Having been building on top of repo2docker for a few months with treebeard I’m really impressed by the generality of the config (apt.txt, postBuild, start, etc.)
What strikes me though is the config is very docker-friendly (different files can be inserted into different layers) but could be more user-friendly.
Gonna keep this short because no doubt there are 100 reasons this has not already been done (I became curious after reading this), but why not compile the various config elements into a single yaml?
Benefits:
short files e.g. apt.txt read nicer inline
postBuild which could be very short or very long can be broken into 1 or more scripts referenced by the config (and can be named more meaningfully)
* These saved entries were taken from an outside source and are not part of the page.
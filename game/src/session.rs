use quad_tilt::OrientationListener;
use rand::Rng;

use crate::carve::carve;
use crate::course::Course;
use crate::grid::Grid;
use crate::host::Host;
use crate::input::{ButtonPad, InputDispatcher, InputEvent, poll_events};
use crate::layout::Layout;
use crate::navigator::{Navigator, PlayState};

/// One play of the maze, from page open to teardown.
///
/// The session is the only owner of the shared orientation listener: it is
/// registered by [`MazeSession::start`] and removed by
/// [`MazeSession::teardown`] or when the session is dropped.
pub(crate) struct MazeSession {
    navigator: Navigator,
    input: InputDispatcher,
    listener: Option<OrientationListener>,
}

impl MazeSession {
    pub(crate) fn new<R: Rng + ?Sized>(
        layout: Layout,
        buttons: Option<ButtonPad>,
        rng: &mut R,
    ) -> Self {
        let mut grid = Grid::for_layout(&layout);
        carve(&mut grid, rng);
        debug_assert!(grid.is_consistent());
        let course = Course::random(&grid, layout, rng);
        log::debug!(
            "Carved {}x{} maze with corridors at {:?}:\n{}",
            grid.width(),
            grid.height(),
            course.corridors(),
            grid.to_csv()
        );

        Self {
            navigator: Navigator::new(course, layout),
            input: InputDispatcher::new(buttons),
            listener: None,
        }
    }

    pub(crate) fn navigator(&self) -> &Navigator {
        &self.navigator
    }

    pub(crate) fn input(&self) -> &InputDispatcher {
        &self.input
    }

    /// Replaces the on-screen controls, e.g. after the window was resized.
    pub(crate) fn set_controls(&mut self, buttons: Option<ButtonPad>) {
        self.input.set_buttons(buttons);
    }

    pub(crate) fn start(&mut self) {
        if self.listener.is_none() {
            self.listener = Some(OrientationListener::register());
        }
    }

    pub(crate) fn teardown(&mut self) {
        if self.listener.take().is_some() {
            log::debug!("Maze session torn down");
        }
    }

    #[cfg(test)]
    pub(crate) fn is_listening(&self) -> bool {
        self.listener.is_some()
    }

    /// Applies one input event. Once the maze is solved, input is ignored.
    pub(crate) fn handle(&mut self, event: InputEvent, now: f64, host: &mut dyn Host) {
        if self.navigator.state() == PlayState::Completed {
            return;
        }
        for dir in self.input.dispatch(event, now) {
            self.navigator.attempt_move(dir, host);
        }
    }

    /// Polls and applies this frame's input. Keys and presses are read only
    /// while started, the same as tilt, so a torn-down session stays inert.
    pub(crate) fn poll(&mut self, now: f64, host: &mut dyn Host) {
        let Some(listener) = self.listener.as_mut() else {
            return;
        };
        let events = poll_events(Some(listener));
        for event in events {
            self.handle(event, now, host);
        }
    }
}
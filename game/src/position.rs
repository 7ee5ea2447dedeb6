use std::ops::{Add, Sub};

use crate::direction::Dir4;

/// Cell coordinates within the maze grid.
#[derive(Clone, Copy, Debug, PartialEq, Eq, Hash, PartialOrd, Ord)]
pub(crate) struct Position {
    pub(crate) x: i32,
    pub(crate) y: i32,
}

impl Position {
    pub(crate) fn new(x: usize, y: usize) -> Self {
        Self {
            x: x as i32,
            y: y as i32,
        }
    }

    pub(crate) fn in_bounds(self, bounds: (usize, usize)) -> bool {
        let (width, height) = bounds;
        let x_in_bounds = self.x >= 0 && (self.x as usize) < width;
        let y_in_bounds = self.y >= 0 && (self.y as usize) < height;
        x_in_bounds && y_in_bounds
    }
}

/// Pixel coordinates of the actor, the goal and obstacle corners.
#[derive(Clone, Copy, Debug, PartialEq, Eq, Hash)]
pub(crate) struct Point {
    pub(crate) x: i32,
    pub(crate) y: i32,
}

impl Point {
    pub(crate) const fn new(x: i32, y: i32) -> Self {
        Self { x, y }
    }

    pub(crate) fn dist_sq(self, to: Point) -> i32 {
        (to - self).magnitude_sq()
    }

    pub(crate) fn distance(self, to: Point) -> f32 {
        (self.dist_sq(to) as f32).sqrt()
    }

    pub(crate) fn stepped(self, dir: Dir4, step: i32) -> Point {
        let PositionDelta { dx, dy } = dir.delta();
        Point::new(self.x + dx * step, self.y + dy * step)
    }
}

#[derive(Clone, Copy, Debug, PartialEq)]
pub(crate) struct PositionDelta {
    pub(crate) dx: i32,
    pub(crate) dy: i32,
}

impl PositionDelta {
    pub(crate) fn new(dx: i32, dy: i32) -> Self {
        Self { dx, dy }
    }

    pub(crate) fn magnitude_sq(self) -> i32 {
        self.dx * self.dx + self.dy * self.dy
    }
}

impl Add<PositionDelta> for Position {
    type Output = Position;

    fn add(self, delta: PositionDelta) -> Position {
        let x = self.x + delta.dx;
        let y = self.y + delta.dy;
        Position { x, y }
    }
}

impl Sub for Point {
    type Output = PositionDelta;

    fn sub(self, other: Point) -> PositionDelta {
        PositionDelta {
            dx: self.x - other.x,
            dy: self.y - other.y,
        }
    }
}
start could be replaced by runtime scripts which don’t have to remember to put exec "$@" at the end
Having got about 30 projects running on binder I’d love an interface like this (inspired a bit by Dockerfile and GitHub actions):
edit: Probably a good time to note we have already been experimenting with using notebooks as build scripts (after chatting with some of the Netflix folk who love that notebooks provide an immutable record of inputs and outputs, a bit like bash -x).
Having a single config file is interesting and as you guessed has been discussed a few times already. I think to discuss this topic we need to do it in some context. In what kinds of situations would you want to have a single config file? What was the build up to the situation where you thought “damn, I wish I had a single yaml file here!”?
The main trigger for me was when trying to make a complex postBuild script readable.
It both had to install labextensions and straggler pip packages (you know the ones that never install nicely with the rest of them).
Well basically I wanted two scripts. setup_labextensions and install_deps.
At this point postBuild would become an entrypoint to these setup scripts and in my mind it would be better to cut this out of the equation all together.
When I give talks about Binder, I usually say something to the effect of “launching a binder is the reward you receive for following best software practices”. So my two cents are yes I agree, having a single config file would be easier in some regards, but I do think it detracts from the sentiment of the project meeting some software standard and doing so in a way that is familiar to the community the software is embedded in.
That is to say, I know what a requirements.txt file does if I don’t know about Binder, I probably don’t know what a binder.yaml file does.
I guess this is where we disagree. For sure requirements.txt etc is well known at this point, but I find the binder config format is unfamiliar anyway.
Do you find most repos require a postBuild script?
In many cases we end up putting in 1-3 config files that would otherwise not exist
If you’ve already got a format in mind it could be interesting to prototype a script that converts your single file to a .binder directory of files, and perhaps vice-versa?
Binder already prioritises what it looks for when deciding what config files to use. At the risk of yet-another package type, Binder could support a single config file, perhaps considered just after the Dockerfile; there’d be no need to stop supporting any of the other files, it would just complicate things on the Binder side, and make the repo a little less accessible to folk reading it and seeing an unfamiliar binder.yaml
If someone really wanted a binder.yaml file in the meantime, I guess they could write a parser and run it from postBuild? (Or does postbuild block you from apt-get? I forget).
Yes, they do in repo2docker… apt.txt is consumed, then later postBuild is. I’m just not sure if the permissions used for the apt.txt install have been de-escalated by the time the build step gets to postBuild?